In the midst of this, we have seen the reintroduction of binary oppositions, a demand that one takes sides passed off, by sm, as “just the ways things are” and ‘natural’. What one can also identify here is the substitution of opinion for reasoned argument, another product of the concealed metanarrative. Sm makes the expression of unreasoned hatred easy: pick a user name, hide behind it, then pour forth vitriol, without fear of identification. This has become a ‘norm’, in fact such a norm that some people now feel able to post expressions of hatred and criticism under their own names, claiming victimisation if questioned.
Sm causes users to live in what they construct as the “public gaze”, a kind of pseudo-‘happiness’ competition. One of the side-effects of this competition is that ‘happiness’ is apparently meant to be a permanent state of Being.

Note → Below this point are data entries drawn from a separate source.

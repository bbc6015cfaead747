// src/dag/eligible.rs

//! Min-priority set of eligible tasks, ordered by task id.

use std::cmp::Reverse;
use std::collections::BinaryHeap;

use crate::dag::graph::{NodeIndex, TaskGraph};
use crate::errors::{Result, SimdagError};

/// Heap entry. Ordering is by id (byte order), then by arena index so that
/// entries with equal ids still have a total order.
#[derive(Debug, Clone, PartialEq, Eq, PartialOrd, Ord)]
struct Entry<'g> {
    id: &'g str,
    idx: NodeIndex,
}

/// Eligible tasks of one scheduling run.
///
/// Backed by a binary heap: `push` and `pop_min` are `O(log n)` in the number
/// of currently eligible tasks.
#[derive(Debug)]
pub struct EligibleSet<'g> {
    graph: &'g TaskGraph,
    heap: BinaryHeap<Reverse<Entry<'g>>>,
}

impl<'g> EligibleSet<'g> {
    pub fn new(graph: &'g TaskGraph) -> Self {
        Self {
            graph,
            heap: BinaryHeap::new(),
        }
    }

    /// Eligible set seeded with the given nodes (usually the root set).
    pub fn with_nodes(graph: &'g TaskGraph, nodes: impl IntoIterator<Item = NodeIndex>) -> Self {
        let mut set = Self::new(graph);
        set.extend(nodes);
        set
    }

    pub fn push(&mut self, idx: NodeIndex) {
        let id = self.graph.id_of(idx);
        self.heap.push(Reverse(Entry { id, idx }));
    }

    pub fn extend(&mut self, nodes: impl IntoIterator<Item = NodeIndex>) {
        for idx in nodes {
            self.push(idx);
        }
    }

    /// Remove and return the eligible task with the smallest id.
    pub fn pop_min(&mut self) -> Result<NodeIndex> {
        self.heap
            .pop()
            .map(|Reverse(entry)| entry.idx)
            .ok_or(SimdagError::EmptyPop)
    }

    /// Smallest eligible id without removing it.
    pub fn peek_min(&self) -> Option<&'g str> {
        self.heap.peek().map(|Reverse(entry)| entry.id)
    }

    pub fn len(&self) -> usize {
        self.heap.len()
    }

    pub fn is_empty(&self) -> bool {
        self.heap.is_empty()
    }
}
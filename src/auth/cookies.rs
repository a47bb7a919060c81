//! Session cookie construction.

use axum_extra::extract::cookie::{Cookie, SameSite};
use time::Duration;

use super::jwt::TOKEN_LIFETIME_SECS;

/// Name of the cookie carrying the session token.
pub const SESSION_COOKIE: &str = "Authorization";

/// Build the httpOnly session cookie (lives as long as the token).
pub fn session_cookie(token: &str, secure: bool) -> Cookie<'static> {
    Cookie::build((SESSION_COOKIE, token.to_string()))
        .http_only(true)
        .secure(secure)
        .same_site(SameSite::Lax)
        .path("/")
        .max_age(Duration::seconds(TOKEN_LIFETIME_SECS))
        .build()
}

/// Build an already-expired session cookie so the client drops it.
pub fn clear_session_cookie(secure: bool) -> Cookie<'static> {
    Cookie::build((SESSION_COOKIE, String::new()))
        .http_only(true)
        .secure(secure)
        .same_site(SameSite::Lax)
        .path("/")
        .max_age(Duration::ZERO)
        .build()
}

This has given rise to the Mindfulness Industry: the basis of this industry is that one is responsible for one’s own mental well-being, therefore, conveniently apportioning ‘blame’ to the human person for their own mental health issues. What we see here is a return to the 19th century/early 20th century, whereby genetics governs mental ‘resilience’. The environment which the human person is forced to inhabit is marginalised on this view. It becomes ‘natural’, as do all the injustices contained within, and generated by, it. In short, the Mindfulness Industry prepares the ground for the re-emergence of racism, sexism, inequality of wealth – all of the injustices that are essential components of capitalism.

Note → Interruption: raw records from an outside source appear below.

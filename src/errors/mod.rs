//! Error handling module for the task tracking backend.
//!
//! Provides centralized error types with mapping to HTTP status codes and the
//! `{success, message, data?}` response envelope.

use axum::{
    http::StatusCode,
    response::{IntoResponse, Response},
    Json,
};
use serde::{Deserialize, Serialize};

/// Message returned to clients whenever the real cause must stay server-side.
pub const GENERIC_SERVER_ERROR: &str = "Internal server error";

/// Where a missing category was looked up, which decides the status code.
#[derive(Debug, Clone, Copy, PartialEq, Eq)]
pub enum CategoryLookup {
    /// Validating a task payload (create, update, search filter).
    Payload,
    /// Addressing the category itself (category-scoped task listing).
    Resource,
}

/// Application error type.
#[derive(Debug)]
pub enum AppError {
    /// Malformed or missing input
    Validation(String),
    /// Missing, invalid or expired credentials
    Unauthorized(String),
    /// Acting on another user's private resource
    Forbidden(String),
    /// Resource not found (or not visible to the caller)
    NotFound(String),
    /// Category name did not resolve; carries the names the caller can see
    CategoryNotFound {
        available: Vec<String>,
        lookup: CategoryLookup,
    },
    /// Rate limit exceeded
    TooManyRequests,
    /// Database error (already logged, never shown to clients)
    Database(String),
    /// Internal server error
    Internal(String),
}

impl AppError {
    /// Get the HTTP status code for this error.
    pub fn status_code(&self) -> StatusCode {
        match self {
            AppError::Validation(_) => StatusCode::BAD_REQUEST,
            AppError::Unauthorized(_) => StatusCode::UNAUTHORIZED,
            AppError::Forbidden(_) => StatusCode::FORBIDDEN,
            AppError::NotFound(_) => StatusCode::NOT_FOUND,
            AppError::CategoryNotFound {
                lookup: CategoryLookup::Payload,
                ..
            } => StatusCode::BAD_REQUEST,
            AppError::CategoryNotFound {
                lookup: CategoryLookup::Resource,
                ..
            } => StatusCode::NOT_FOUND,
            AppError::TooManyRequests => StatusCode::TOO_MANY_REQUESTS,
            AppError::Database(_) => StatusCode::INTERNAL_SERVER_ERROR,
            AppError::Internal(_) => StatusCode::INTERNAL_SERVER_ERROR,
        }
    }

    /// Get the client-facing error message.
    pub fn message(&self) -> String {
        match self {
            AppError::Validation(msg) => msg.clone(),
            AppError::Unauthorized(msg) => msg.clone(),
            AppError::Forbidden(msg) => msg.clone(),
            AppError::NotFound(msg) => msg.clone(),
            AppError::CategoryNotFound { .. } => "Category not found".to_string(),
            AppError::TooManyRequests => {
                "Rate limit exceeded. Please try again later.".to_string()
            }
            AppError::Database(_) => GENERIC_SERVER_ERROR.to_string(),
            AppError::Internal(msg) => msg.clone(),
        }
    }

    /// Optional payload attached to the error envelope.
    pub fn data(&self) -> Option<serde_json::Value> {
        match self {
            AppError::CategoryNotFound { available, .. } => {
                Some(serde_json::json!({ "available_categories": available }))
            }
            _ => None,
        }
    }
}

impl std::fmt::Display for AppError {
    fn fmt(&self, f: &mut std::fmt::Formatter<'_>) -> std::fmt::Result {
        match self {
            AppError::Database(detail) => write!(f, "{}: {}", self.status_code(), detail),
            _ => write!(f, "{}: {}", self.status_code(), self.message()),
        }
    }
}

impl std::error::Error for AppError {}

impl From<sqlx::Error> for AppError {
    fn from(err: sqlx::Error) -> Self {
        tracing::error!("Database error: {:?}", err);
        AppError::Database(err.to_string())
    }
}

impl From<axum::extract::rejection::JsonRejection> for AppError {
    fn from(rejection: axum::extract::rejection::JsonRejection) -> Self {
        AppError::Validation(format!("Invalid request: {}", rejection.body_text()))
    }
}

impl From<bcrypt::BcryptError> for AppError {
    fn from(err: bcrypt::BcryptError) -> Self {
        tracing::error!("Password hashing error: {:?}", err);
        AppError::Internal(GENERIC_SERVER_ERROR.to_string())
    }
}

/// Returns true when the error is a UNIQUE constraint violation.
pub fn is_unique_violation(err: &sqlx::Error) -> bool {
    err.as_database_error()
        .map(|db| db.is_unique_violation())
        .unwrap_or(false)
}

/// Error response envelope.
#[derive(Debug, Serialize, Deserialize)]
pub struct ErrorResponse {
    pub success: bool,
    pub message: String,
    #[serde(skip_serializing_if = "Option::is_none")]
    pub data: Option<serde_json::Value>,
}

impl ErrorResponse {
    pub fn new(error: &AppError) -> Self {
        Self {
            success: false,
            message: error.message(),
            data: error.data(),
        }
    }
}

impl IntoResponse for AppError {
    fn into_response(self) -> Response {
        let status = self.status_code();
        let body = ErrorResponse::new(&self);
        (status, Json(body)).into_response()
    }
}
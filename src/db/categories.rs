//! Category visibility and ownership rules.
//!
//! A category with no owner is global and visible to everyone; a private category is
//! visible to its owner only. Names are unique across all categories.

use chrono::Utc;
use sqlx::Row;

use super::repository::{category_from_row, contains_pattern, Repository};
use crate::errors::{is_unique_violation, AppError, CategoryLookup};
use crate::models::{CategoryDeletion, Owned, TaskCategory};

const CATEGORY_COLUMNS: &str = "id, name, user_id";

/// Global categories plus those owned by the bound user id.
const VISIBLE_TO_USER: &str = "(user_id IS NULL OR user_id = ?)";

impl Repository {
    /// Categories the user can see: global ones plus their own, excluding deleted.
    pub async fn list_visible_categories(
        &self,
        user_id: &str,
    ) -> Result<Vec<TaskCategory>, AppError> {
        let rows = sqlx::query(&format!(
            "SELECT {CATEGORY_COLUMNS} FROM task_categories
             WHERE deleted_at IS NULL AND {VISIBLE_TO_USER}
             ORDER BY name"
        ))
        .bind(user_id)
        .fetch_all(&self.pool)
        .await?;

        Ok(rows.iter().map(category_from_row).collect())
    }

    /// Names of the categories the user can see, used as a remediation hint.
    pub async fn visible_category_names(&self, user_id: &str) -> Result<Vec<String>, AppError> {
        let rows = sqlx::query(&format!(
            "SELECT name FROM task_categories
             WHERE deleted_at IS NULL AND {VISIBLE_TO_USER}
             ORDER BY name"
        ))
        .bind(user_id)
        .fetch_all(&self.pool)
        .await?;

        Ok(rows.iter().map(|row| row.get("name")).collect())
    }

    /// Get a live category by ID, regardless of owner.
    #[cfg(test)]
    pub async fn get_category(&self, id: &str) -> Result<Option<TaskCategory>, AppError> {
        let row = sqlx::query(&format!(
            "SELECT {CATEGORY_COLUMNS} FROM task_categories WHERE id = ? AND deleted_at IS NULL"
        ))
        .bind(id)
        .fetch_optional(&self.pool)
        .await?;

        Ok(row.as_ref().map(category_from_row))
    }

    /// Resolve a category visible to `user_id` whose name matches exactly.
    ///
    /// Fails with [`AppError::CategoryNotFound`] listing the visible names.
    pub async fn resolve_by_name(
        &self,
        name: &str,
        user_id: &str,
    ) -> Result<TaskCategory, AppError> {
        let row = sqlx::query(&format!(
            "SELECT {CATEGORY_COLUMNS} FROM task_categories
             WHERE name = ? AND deleted_at IS NULL AND {VISIBLE_TO_USER}"
        ))
        .bind(name)
        .bind(user_id)
        .fetch_optional(&self.pool)
        .await?;

        match row.as_ref().map(category_from_row) {
            Some(category) => Ok(category),
            None => Err(self.category_not_found(user_id, CategoryLookup::Payload).await),
        }
    }

    /// Resolve a visible category whose name contains `fragment`.
    ///
    /// When several match, the user's private category wins over a global one,
    /// then the alphabetically first name.
    pub async fn resolve_by_name_fuzzy(
        &self,
        fragment: &str,
        user_id: &str,
    ) -> Result<TaskCategory, AppError> {
        let row = sqlx::query(&format!(
            "SELECT {CATEGORY_COLUMNS} FROM task_categories
             WHERE name LIKE ? ESCAPE '\\' AND deleted_at IS NULL
               AND {VISIBLE_TO_USER}
             ORDER BY (user_id IS NULL) ASC, name ASC
             LIMIT 1"
        ))
        .bind(contains_pattern(fragment))
        .bind(user_id)
        .fetch_optional(&self.pool)
        .await?;

        match row.as_ref().map(category_from_row) {
            Some(category) => Ok(category),
            None => Err(self.category_not_found(user_id, CategoryLookup::Resource).await),
        }
    }

    /// Create a private category owned by `user_id`.
    pub async fn create_category(
        &self,
        name: &str,
        user_id: &str,
    ) -> Result<TaskCategory, AppError> {
        let id = uuid::Uuid::new_v4().to_string();
        let now = Utc::now().naive_utc();

        let result = sqlx::query(
            "INSERT INTO task_categories (id, name, user_id, created_at) VALUES (?, ?, ?, ?)",
        )
        .bind(&id)
        .bind(name)
        .bind(user_id)
        .bind(now)
        .execute(&self.pool)
        .await;

        match result {
            Ok(_) => {}
            Err(e) if is_unique_violation(&e) => {
                return Err(AppError::Validation(format!(
                    "Category '{}' already exists",
                    name
                )));
            }
            Err(e) => return Err(e.into()),
        }

        Ok(TaskCategory {
            id,
            name: name.to_string(),
            user_id: Some(user_id.to_string()),
        })
    }

    /// Delete a category on behalf of `user_id`.
    ///
    /// - Global: the row stays; only the caller's tasks lose the reference.
    /// - Private, owned by someone else: [`AppError::Forbidden`], nothing changes.
    /// - Private, owned by the caller: every referencing task is unlinked, then the
    ///   category is soft-deleted.
    ///
    /// All steps run in one transaction.
    pub async fn delete_category(
        &self,
        id: &str,
        user_id: &str,
    ) -> Result<CategoryDeletion, AppError> {
        let mut tx = self.pool.begin().await?;

        let row = sqlx::query(&format!(
            "SELECT {CATEGORY_COLUMNS} FROM task_categories WHERE id = ? AND deleted_at IS NULL"
        ))
        .bind(id)
        .fetch_optional(&mut *tx)
        .await?;

        let category = row
            .as_ref()
            .map(category_from_row)
            .ok_or_else(|| AppError::NotFound("Category not found".to_string()))?;

        if !category.visible_to(user_id) {
            return Err(AppError::Forbidden(
                "You don't have permission to delete this category".to_string(),
            ));
        }

        if category.is_global() {
            let result =
                sqlx::query("UPDATE tasks SET category_id = NULL WHERE user_id = ? AND category_id = ?")
                    .bind(user_id)
                    .bind(&category.id)
                    .execute(&mut *tx)
                    .await?;
            tx.commit().await?;

            tracing::debug!(category = %category.name, user_id, "unlinked global category");
            return Ok(CategoryDeletion::Unlinked {
                name: category.name,
                tasks_updated: result.rows_affected(),
            });
        }

        let unlinked = sqlx::query("UPDATE tasks SET category_id = NULL WHERE category_id = ?")
            .bind(&category.id)
            .execute(&mut *tx)
            .await?;

        sqlx::query("UPDATE task_categories SET deleted_at = ? WHERE id = ?")
            .bind(Utc::now().naive_utc())
            .bind(&category.id)
            .execute(&mut *tx)
            .await?;

        tx.commit().await?;

        tracing::debug!(category = %category.name, user_id, "deleted private category");
        Ok(CategoryDeletion::Deleted {
            name: category.name,
            tasks_updated: unlinked.rows_affected(),
        })
    }

    async fn category_not_found(&self, user_id: &str, lookup: CategoryLookup) -> AppError {
        match self.visible_category_names(user_id).await {
            Ok(available) => AppError::CategoryNotFound { available, lookup },
            Err(e) => e,
        }
    }
}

The Mindfulness Industry also requires that we rethink morality. If this “genetic perspective” is correct (which, I hasten to add, it isn’t) then what becomes of the concepts ‘good’ and ‘bad’. One occupies one’s position in virtue of “good genetics”, that is, the genetics which fit one to achieve those things which this “genetically good” society deems of value. Those whose genetics are deemed ‘bad’ can never move outwith their designated roles in the “natural order”. Philosophically, what we have here is a combination of Plato (The Republic) and Machiavelli (The Discourses), with analysis by Nietzsche (The Genealogy of Morals): The ruling class decide on the good: the amassing of wealth; the subordinate position of the lower orders; the superiority of their class in virtue of their genetics, thus, making their position ‘natural’; their ‘fitted-ness’ to rule. In short, their absolute control of society which sanctions their ability to transcend the rules/laws of that society because they exist above it. Rules/laws only apply if they choose that they apply. They assert that they make the rules/laws so they cannot apply to them in the way that they apply to the rest of us. Our role is to follow these, to do as we are told without complaint, to be grateful that we are allowed to live as we do.
If this sounds a familiar model, it should. We are living it.